GASFIR kernel (recommended for most uses — semi-analytic, accounts for non-adiabatic corrections; kernel_type="GASFIR" is the default):

from gasfir import get_diabatic_ionization_probability

prob = get_diabatic_ionization_probability(pulse=laser, param_dict=params)

Exact SFA (full numerical saddle-point integration) — same function, selected with kernel_type="exact_SFA". The exact SFA kernel is currently implemented for the hydrogen ground state only and should be used with the H_SFA parameters. For hydrogen the GASFIR kernel with H_SFA reproduces the exact SFA result (GASFIR was fit to it), so the two agree:

from gasfir import get_diabatic_ionization_probability, get_parameters

params = get_parameters("H_SFA")          # hydrogen
prob_sfa = get_diabatic_ionization_probability(
    pulse=laser, param_dict=params, kernel_type="exact_SFA"
)

Quasi-static (QS) (adiabatic / tunnelling limit; fastest to evaluate):

from gasfir import get_probability_quasi_static_limit

prob_qs = get_probability_quasi_static_limit(pulse=laser, param_dict=params)

All three return a scalar probability (float).
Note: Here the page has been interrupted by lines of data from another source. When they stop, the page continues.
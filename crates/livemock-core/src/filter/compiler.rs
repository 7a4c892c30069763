//! Compilation of a single `Filter:` line.

use livemock_proto::{Row, Value};
use regex::Regex;

use super::operator::{Operator, coerce};
use crate::error::FilterError;

/// Prefix of a filter directive.
pub const FILTER_PREFIX: &str = "Filter:";

/// A compiled `Filter: <column> <op> [value]` line.
///
/// The value is everything after the operator, internal spaces included, and
/// defaults to the empty string, which allows "column is empty" checks. For
/// `~` the value is compiled into a regular expression up front, so an
/// invalid pattern fails at compile time rather than per row.
#[derive(Debug, Clone)]
pub struct Comparison {
    column: String,
    operator: Operator,
    literal: String,
    pattern: Option<Regex>,
}

impl Comparison {
    /// Compile a `Filter:` line.
    ///
    /// # Errors
    ///
    /// - `FilterError::MalformedFilter` if the column or operator is missing
    /// - `FilterError::UnsupportedOperator` if the operator is not in the
    ///   operator table
    /// - `FilterError::InvalidPattern` if a `~` pattern does not compile
    pub fn parse(line: &str) -> Result<Self, FilterError> {
        let malformed = || FilterError::MalformedFilter { line: line.to_string() };

        let rest = line.strip_prefix(FILTER_PREFIX).ok_or_else(malformed)?;
        let (column, rest) = split_token(rest).ok_or_else(malformed)?;
        let (operator, literal) = split_token(rest).ok_or_else(malformed)?;

        let operator: Operator = operator.parse()?;
        let pattern = match operator {
            Operator::Match => Some(Regex::new(&format!("^(?:{literal})")).map_err(|e| {
                FilterError::InvalidPattern { pattern: literal.to_string(), reason: e.to_string() }
            })?),
            _ => None,
        };

        Ok(Self { column: column.to_string(), operator, literal: literal.to_string(), pattern })
    }

    /// Column the filter reads.
    pub fn column(&self) -> &str {
        &self.column
    }

    /// Comparison operator.
    pub fn operator(&self) -> Operator {
        self.operator
    }

    /// Literal as written, before coercion.
    pub fn literal(&self) -> &str {
        &self.literal
    }

    /// Apply the filter to a row.
    ///
    /// # Errors
    ///
    /// - `FilterError::MissingColumn` if the row lacks the column
    /// - `FilterError::Coercion` if the literal cannot take the row value's
    ///   type
    /// - `FilterError::NotText` if `~` is applied to a non-text value
    pub fn evaluate(&self, row: &Row) -> Result<bool, FilterError> {
        let row_value = row
            .get(&self.column)
            .ok_or_else(|| FilterError::MissingColumn { column: self.column.clone() })?;

        if let Some(pattern) = &self.pattern {
            return match row_value {
                Value::Str(text) => Ok(pattern.is_match(text)),
                other => Err(FilterError::NotText {
                    column: self.column.clone(),
                    found: other.type_name(),
                }),
            };
        }

        let literal = coerce(&self.literal, row_value).ok_or_else(|| FilterError::Coercion {
            column: self.column.clone(),
            literal: self.literal.clone(),
            target: row_value.type_name(),
        })?;

        Ok(self.operator.compare(row_value, &literal))
    }
}

/// Split off the first whitespace-delimited token.
///
/// Returns the token and the remainder with leading whitespace removed;
/// trailing whitespace of the remainder is kept.
fn split_token(s: &str) -> Option<(&str, &str)> {
    let s = s.trim_start();
    if s.is_empty() {
        return None;
    }
    match s.find(char::is_whitespace) {
        Some(end) => Some((&s[..end], s[end..].trim_start())),
        None => Some((s, "")),
    }
}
For the time-resolved rate instead of the integrated probability, use gasfir.get_diabatic_ionization_rate() (GASFIR / exact SFA) or gasfir.get_rate_quasi_static_limit() (QS).

Available Parameter Sets

Calling gasfir.get_parameters() with no argument returns a list of all built-in medium names, including their aliases:

import gasfir
gasfir.get_parameters()  # returns a list of all available material names

The full table of built-in parameter sets is shown below. It is auto-generated at docs build time by a conf.py hook that writes docs/_static/parameter_table.txt:

Available GASFIR parameter sets
================================

Pass any of these strings to ``get_parameters('...')``::

    Ar_Hacc5_QS
    Ar_SAE
    CO_Hacc5_QS
    Cs_QS
    Diamond_TBmBJ
    Fr_QS
    H2_Hacc5_QS
    H_QS
    H_SFA
    H_diabatic
    He_Hacc5
    He_Hacc5_QS
    Hydrogen
    Hydrogen_QS
    Hydrogen_SFA
    Hydrogen_diabatic
    K_QS
    N2_Hacc5_QS
    Ne_Hacc4_QS
    Rb_QS
    SiO2_Ulmic
    Si_TBmBJ
    TestGas

Total: 23 parameter sets.

See Parameters for a full description of each set.
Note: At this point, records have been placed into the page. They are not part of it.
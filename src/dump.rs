//! Hex rendering of the stored pixel rows, for debugging.

use alloc::string::String;
use core::fmt;

use crate::image::Image;

/// Displays every stored row as `B G R` hex triples plus its padding bytes.
///
/// ```text
///     B  G  R    B  G  R
/// 1:  00 00 FF   FF 00 00   00 00
/// ```
pub struct Dump<'a>(pub &'a Image);

impl fmt::Display for Dump<'_> {
    fn fmt(&self, f: &mut fmt::Formatter<'_>) -> fmt::Result {
        let image = self.0;
        f.write_str("    ")?;
        for _ in 0..image.width() {
            f.write_str("B  G  R    ")?;
        }
        f.write_str("\n")?;

        for (idx, row) in image.buf().chunks_exact(image.width()).enumerate() {
            write!(f, "{}:  ", idx + 1)?;
            for px in row {
                write!(f, "{:02X} {:02X} {:02X}   ", px.b, px.g, px.r)?;
            }
            for _ in 0..image.row_padding() {
                f.write_str("00 ")?;
            }
            f.write_str("\n")?;
        }
        Ok(())
    }
}

/// Render [`Dump`] to a string.
pub fn dump(image: &Image) -> String {
    alloc::format!("{}", Dump(image))
}
use crate::error::BitmapError;

/// Caps on what [`DecodeRequest`](crate::DecodeRequest) will accept.
///
/// `None` means unlimited. Checked once the headers are parsed, before any
/// pixel row is read.
#[derive(Clone, Debug, Default)]
pub struct Limits {
    pub max_width: Option<u64>,
    pub max_height: Option<u64>,
    /// Cap on `width * abs(height)`.
    pub max_pixels: Option<u64>,
    /// Cap on [`Limits::footprint`] of the decoded image.
    pub max_memory_bytes: Option<u64>,
}

impl Limits {
    /// Bytes needed to decode a `width` x `height` image and edit it.
    ///
    /// That is two RGB8 grids: the decoded one and the replacement grid
    /// that [`blur`](crate::blur) and [`spherize`](crate::spherize) fill
    /// before swapping it in.
    pub fn footprint(width: u32, height: u32) -> u64 {
        let grid = (u64::from(width) * u64::from(height))
            .saturating_mul(core::mem::size_of::<rgb::RGB8>() as u64);
        grid.saturating_mul(2)
    }

    /// Reject `width` x `height` if it breaks any cap, naming the first one
    /// broken.
    pub(crate) fn check(&self, width: u32, height: u32) -> Result<(), BitmapError> {
        let caps = [
            ("width", u64::from(width), self.max_width),
            ("height", u64::from(height), self.max_height),
            ("pixel count", u64::from(width) * u64::from(height), self.max_pixels),
            ("decode footprint", Self::footprint(width, height), self.max_memory_bytes),
        ];
        for (what, value, cap) in caps {
            if let Some(max) = cap.filter(|&max| value > max) {
                return Err(BitmapError::LimitExceeded(alloc::format!(
                    "{what} {value} exceeds limit {max}"
                )));
            }
        }
        Ok(())
    }
}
NIST Ionization Potentials

First ionization potentials for all 118 elements are built into GASFIR:

from gasfir import get_ionization_potential

get_ionization_potential("Ar")      # 0.5792 a.u. (argon)
get_ionization_potential("helium")  # 0.9036 a.u. (full name works)
get_ionization_potential("Kr")      # 0.5145 a.u.

These values are used automatically when fitting a medium not yet in the parameter store — you only need to provide E_g for crystals.

Batch Processing

Intensity scan — compute ionization probabilities over a range of intensities:

import numpy as np
from gasfir import create_pulse, get_diabatic_ionization_probability, get_parameters

params = get_parameters("H_SFA")
intensities = np.logspace(13, 15, 20)  # W/cm^2
probs = [
    get_diabatic_ionization_probability(
        pulse=create_pulse(800, I, 0, 6), param_dict=params
    )
    for I in intensities
]

Residual computation — evaluate fit residuals over a dataset (useful when implementing custom cost functions):

from gasfir import get_diabatic_ionization_probability
import numpy as np

def compute_residuals(params, data_df):
    """data_df has columns: pulses (Pulse objects), Y (measured probabilities)"""
    predicted = np.array([
        get_diabatic_ionization_probability(pulse=row.pulses, param_dict=params)
        for _, row in data_df.iterrows()
    ])
    return predicted - data_df["Y"].values

Parameter Fitting & Retrieval (gasfir[retrieval])

The three-phase pipeline (CMA-ES → least-squares → emcee) is in gasfir.retrieval:

from gasfir.retrieval import RetrievalConfig, retrieve

# Known medium — parameters and bounds from stored reference
cfg = RetrievalConfig(medium_name="Hydrogen_SFA")
result = retrieve(data_NA=data, config=cfg)

# Atom cold start — E_g from NIST, no other guess needed
cfg = RetrievalConfig(medium_name="Kr", cma_maxiter=5000)

# Crystal cold start — E_g must be supplied
cfg = RetrievalConfig(
    medium_name="MyMaterial",
    initial_params={"E_g": 0.30},
    is_crystal=True,
    ret_electron_density=True,
)

See Parameter Fitting for complete examples.